To which Alan replied :
"I find nostalgia one of the most poisonous words in the language. It is a complete romantic fabrication. When I was living in that time I heard adults taking about "The Good Old Days" and now they are talking about "The Good Old Days", but the point of getting out of bed in the morning is to bring about the future and that's why I loathe nostalgia."

Alan doesn't take words lightly and knows a thing or two about the value of the meaning of words because, as he told Samira : "I missed more than half of my primary school years through dramatic illnesses. I was declared dead three times and I heard it once and that brought me round. The ones that would have killed me were diphtheria, meningitis and pneumonia with pleurisy, but, with the meningitis I also had, at the same time, whooping cough and measles So it was fairly strenuous." 

On having been given books to look at, Alan "lay in bed and looked at the words. Some of the big letters were in the pictures and in the story below and some of the little letters were the same as the big. I tried to work out what the strange ones were by putting them together and so, one at a time, I learnt the little letters and after practising over and over, in one moment, I saw I could read everything. I was that excited, I had to stop and lay down flat in the bed. I was shaking and couldn't hold the pages still. The sky was blue with white fluffy clouds and the sun shone on the barrage balloon." 

Podcast : https://www.bbc.co.uk/programmes/b0bd6yd2
Interview at 7.47 into the programme

Alan also told The Guardian that : "I think Edgar Rice Burroughs must have had a similar experience. Tarzan is described as seeing the letters on a page as little bugs and then realising that the little bugs fitted together. That was so close to my own experience. I then became a literary gourmand. I just stuffed myself with books."

Having gained a place at Manchester Grammar School for Boys he "learned the hard way that there wasn't much point in rushing home and becoming excited about irregular verbs. But my grandfather, who was a triple smith - blacksmith, whitesmith and locksmith - never said this. He gave me the wonderful advice : "If the other fellow can do it, let him". What he was saying was 'find out what is in you and don't let other people say otherwise', and that has been the single conscious driving force in my life. It haunts me and justifies me."

After leaving school Alan did his National Service as a Second Lieutenant in the Royal Artillery before taking up a place at Magdalen College, Oxford, to read 'Classics.' In his early twenties, although he was active in drama societies, he still wasn't writing and later recalled : "There were lots of people saying they were going to write and they just embarrassed me."
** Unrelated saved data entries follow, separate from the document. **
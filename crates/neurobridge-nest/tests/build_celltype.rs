// Copyright 2025 Neuraville Inc.
// SPDX-License-Identifier: Apache-2.0

//! Cell-type construction against in-memory collaborators

use std::cell::RefCell;
use std::collections::BTreeMap;
use std::path::PathBuf;
use std::rc::Rc;

use neurobridge_nest::*;

#[derive(Default)]
struct Calls {
    generated: Vec<String>,
    compiled: usize,
    installed: Vec<String>,
    manifest_regime: Option<String>,
    manifest_ports: Vec<String>,
}

/// Returns a canned reduced component
struct StubReducer {
    reduced: ReducedComponent,
    fail: bool,
}

impl ModelReducer for StubReducer {
    fn reduce_to_single_component(
        &self,
        _model: &ComponentClass,
        component_name: &str,
    ) -> std::result::Result<ReducedComponent, ReductionError> {
        if self.fail {
            return Err("alias cycle detected".into());
        }
        let mut reduced = self.reduced.clone();
        reduced.name = component_name.to_string();
        Ok(reduced)
    }

    fn backsub_all(
        &self,
        component: &mut ReducedComponent,
    ) -> std::result::Result<(), ReductionError> {
        component.long_description = "substituted".to_string();
        Ok(())
    }
}

struct StubToolchain(Rc<RefCell<Calls>>);

impl ExtensionToolchain for StubToolchain {
    fn generate(&mut self, request: &ExtensionRequest<'_>) -> Result<GeneratedSources> {
        let mut calls = self.0.borrow_mut();
        calls.generated.push(request.nest_classname.to_string());
        calls.manifest_regime = Some(request.initial_regime.to_string());
        calls.manifest_ports = request.synapse_ports.to_vec();
        Ok(GeneratedSources {
            working_dir: PathBuf::from("/nonexistent"),
            manifest: PathBuf::from("/nonexistent/model.json"),
        })
    }

    fn compile(&mut self, _sources: &GeneratedSources) -> Result<()> {
        self.0.borrow_mut().compiled += 1;
        Ok(())
    }
}

struct StubInstaller {
    calls: Rc<RefCell<Calls>>,
    fail: bool,
}

impl ModuleInstaller for StubInstaller {
    fn install(&mut self, module_name: &str) -> Result<()> {
        if self.fail {
            return Err(BuildError::Install {
                module: module_name.to_string(),
                reason: "module already loaded".to_string(),
            });
        }
        self.calls.borrow_mut().installed.push(module_name.to_string());
        Ok(())
    }
}

fn reduced_iaf() -> ReducedComponent {
    let mut reduced = ReducedComponent::new("iaf_2coba");
    reduced.parameters = vec![
        "iaf_cm".to_string(),
        "iaf_gl".to_string(),
        "excitatory_tau".to_string(),
    ];
    reduced.state_variables = vec!["iaf_V".to_string(), "excitatory_g".to_string()];
    reduced.analog_ports = vec![
        AnalogPort::new("iaf_V", PortMode::Send),
        AnalogPort::new("excitatory_g", PortMode::Send),
    ];
    for regime in ["subthresholdregime", "refractoryregime"] {
        reduced
            .regime_map
            .insert(regime.to_string(), Regime::new(regime));
    }
    reduced
}

fn synapse_node(recv_ports: &[&str]) -> ComponentClass {
    let mut node = ComponentClass::new("CoBaSyn");
    for port in recv_ports {
        node.event_ports.push(EventPort::new(*port, PortMode::Recv));
    }
    node
}

fn composite_model() -> ComponentClass {
    ComponentClass::new("iaf_2coba")
        .with_subnode("iaf", ComponentClass::new("iaf"))
        .with_subnode("excitatory", synapse_node(&["spikeinput"]))
        .with_subnode("inhibitory", synapse_node(&["spikeinput"]))
}

fn standard_synapses() -> Vec<SynapseComponent> {
    vec![
        SynapseComponent::new("excitatory", "q"),
        SynapseComponent::new("inhibitory", "q"),
    ]
}

fn context(fail_reduce: bool, fail_install: bool) -> (BuildContext, Rc<RefCell<Calls>>) {
    let calls = Rc::new(RefCell::new(Calls::default()));
    let ctx = BuildContext::new(
        Box::new(StubReducer {
            reduced: reduced_iaf(),
            fail: fail_reduce,
        }),
        Box::new(StubToolchain(calls.clone())),
        Box::new(StubInstaller {
            calls: calls.clone(),
            fail: fail_install,
        }),
        "mymodule",
    );
    (ctx, calls)
}

#[test]
fn test_builds_standard_two_synapse_celltype() {
    let (mut ctx, calls) = context(false, false);

    let celltype = ctx
        .nineml_celltype_from_model("iaf_2coba", &composite_model(), &standard_synapses())
        .unwrap();

    assert_eq!(celltype.nest_model, "iaf_2coba");
    assert!(celltype.standard_receptor_type);
    assert_eq!(celltype.synapse_types, vec!["excitatory", "inhibitory"]);
    assert_eq!(celltype.weight_variable("excitatory"), Some("excitatory_q"));
    assert_eq!(celltype.weight_variable("inhibitory"), Some("inhibitory_q"));
    assert_eq!(
        celltype.recordable,
        vec!["iaf_V", "excitatory_g", "spikes", "regime"]
    );
    assert_eq!(
        celltype.synapse_ports,
        vec!["excitatory_spikeinput", "inhibitory_spikeinput"]
    );

    assert_eq!(celltype.default_parameters.len(), 3);
    assert!(celltype.default_parameters.values().all(|v| *v == 1.0));
    assert_eq!(
        celltype.default_initial_values,
        BTreeMap::from([
            ("excitatory_g".to_string(), 0.0),
            ("iaf_V".to_string(), 0.0)
        ])
    );

    assert_eq!(celltype.combined_model.short_description, GENERATED_DESCRIPTION);
    assert_eq!(celltype.combined_model.long_description, GENERATED_DESCRIPTION);

    let calls = calls.borrow();
    assert_eq!(calls.generated, vec!["iaf_2coba"]);
    assert_eq!(calls.compiled, 1);
    assert_eq!(calls.installed, vec!["mymodule"]);
    assert_eq!(calls.manifest_regime.as_deref(), Some("refractoryregime"));
    assert_eq!(calls.manifest_ports.len(), 2);
}

#[test]
fn test_initial_regime_is_lexicographically_first() {
    let (mut ctx, _calls) = context(false, false);
    let celltype = ctx
        .nineml_celltype_from_model("iaf_2coba", &composite_model(), &standard_synapses())
        .unwrap();
    assert_eq!(celltype.initial_regime, "refractoryregime");
}

#[test]
fn test_requested_initial_regime() {
    let (mut ctx, _calls) = context(false, false);
    let options = CellTypeOptions {
        initial_regime: Some("subthresholdregime".to_string()),
        ..Default::default()
    };
    let celltype = ctx
        .build_celltype("iaf_2coba", &composite_model(), &standard_synapses(), &options)
        .unwrap();
    assert_eq!(celltype.initial_regime, "subthresholdregime");
}

#[test]
fn test_ambiguous_receive_port_fails_before_toolchain() {
    let (mut ctx, calls) = context(false, false);
    let model = ComponentClass::new("iaf_2coba")
        .with_subnode("excitatory", synapse_node(&["spikeinput", "modulation"]))
        .with_subnode("inhibitory", synapse_node(&["spikeinput"]));

    let err = ctx
        .nineml_celltype_from_model("iaf_2coba", &model, &standard_synapses())
        .unwrap_err();

    assert!(err.is_configuration_error());
    assert!(matches!(
        err,
        BuildError::Configuration(ConfigurationError::AmbiguousReceivePort { found: 2, .. })
    ));
    assert!(calls.borrow().generated.is_empty());
    assert!(!ctx.is_built("iaf_2coba"));
}

#[test]
fn test_nonstandard_synapse_set() {
    let (mut ctx, _calls) = context(false, false);
    let model = ComponentClass::new("iaf_nmda").with_subnode("nmda", synapse_node(&["spikeinput"]));
    let celltype = ctx
        .nineml_celltype_from_model("iaf_nmda", &model, &[SynapseComponent::new("nmda", "weight")])
        .unwrap();

    assert!(!celltype.standard_receptor_type);
    assert_eq!(celltype.weight_variable("nmda"), Some("nmda_weight"));
}

#[test]
fn test_reducer_error_propagates_unchanged() {
    let (mut ctx, _calls) = context(true, false);
    let err = ctx
        .nineml_celltype_from_model("iaf_2coba", &composite_model(), &standard_synapses())
        .unwrap_err();

    assert!(matches!(err, BuildError::Reduction(_)));
    assert_eq!(err.to_string(), "alias cycle detected");
}

#[test]
fn test_second_build_of_same_name_is_rejected() {
    let (mut ctx, calls) = context(false, false);
    ctx.nineml_celltype_from_model("iaf_2coba", &composite_model(), &standard_synapses())
        .unwrap();

    let err = ctx
        .nineml_celltype_from_model("iaf_2coba", &composite_model(), &standard_synapses())
        .unwrap_err();

    assert!(matches!(err, BuildError::AlreadyBuilt(ref name) if name == "iaf_2coba"));
    assert_eq!(calls.borrow().compiled, 1);
    assert_eq!(ctx.built_models().collect::<Vec<_>>(), vec!["iaf_2coba"]);
}

#[test]
fn test_install_failure_is_fatal_and_not_recorded() {
    let (mut ctx, _calls) = context(false, true);
    let err = ctx
        .nineml_celltype_from_model("iaf_2coba", &composite_model(), &standard_synapses())
        .unwrap_err();

    assert!(matches!(err, BuildError::Install { .. }));
    assert!(!ctx.is_built("iaf_2coba"));
}

#[test]
fn test_custom_default_resolver() {
    struct Fixed;
    impl DefaultResolver for Fixed {
        fn default_parameters(&self, c: &ReducedComponent) -> BTreeMap<String, f64> {
            c.parameters.iter().map(|p| (p.clone(), 0.25)).collect()
        }
        fn default_initial_values(&self, c: &ReducedComponent) -> BTreeMap<String, f64> {
            c.state_variables.iter().map(|s| (s.clone(), -65.0)).collect()
        }
    }

    let (ctx, _calls) = context(false, false);
    let mut ctx = ctx.with_defaults(Box::new(Fixed));
    let celltype = ctx
        .nineml_celltype_from_model("iaf_2coba", &composite_model(), &standard_synapses())
        .unwrap();

    assert_eq!(celltype.default_parameters.get("iaf_cm"), Some(&0.25));
    assert_eq!(celltype.default_initial_values.get("iaf_V"), Some(&-65.0));
    let descriptor = celltype.descriptor();
    assert!(descriptor.capabilities.conductance_based);
    assert!(descriptor.has_synapse_type("inhibitory"));
}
Alan, the gifted linguist would, in his undergraduate years, have a reading knowledge of 12 languages and recalled : "For a time I could absorb any language like a sponge but I still don't understand why I had to learn so many. Was I unconsciously rejecting my real language?"

In Oxford, he once found himself in the same room with those two great wordsmiths, Tolkien and CS Lewis, with whom, incidentally, he would later be compared. He recalled : "I heard Tolkien say that modern English is not a vehicle capable of writing prose." It was back home in Cheshire when sitting on a tree stump at home looking at a wall built by his great-great-grandfather he knew he
 : "had to do something that was as well done as that wall. As a writer I had to be true to that wall. When I went back to Oxford it had become a cold and irrelevant place for me."

Alan Garner : 

found Magdalen College, Oxford in 1956 : "a cold and irrelevant place." 

finds Brexit Britain in 2018  : a country with of  "a complete romantic fabrication" called "nostalgia."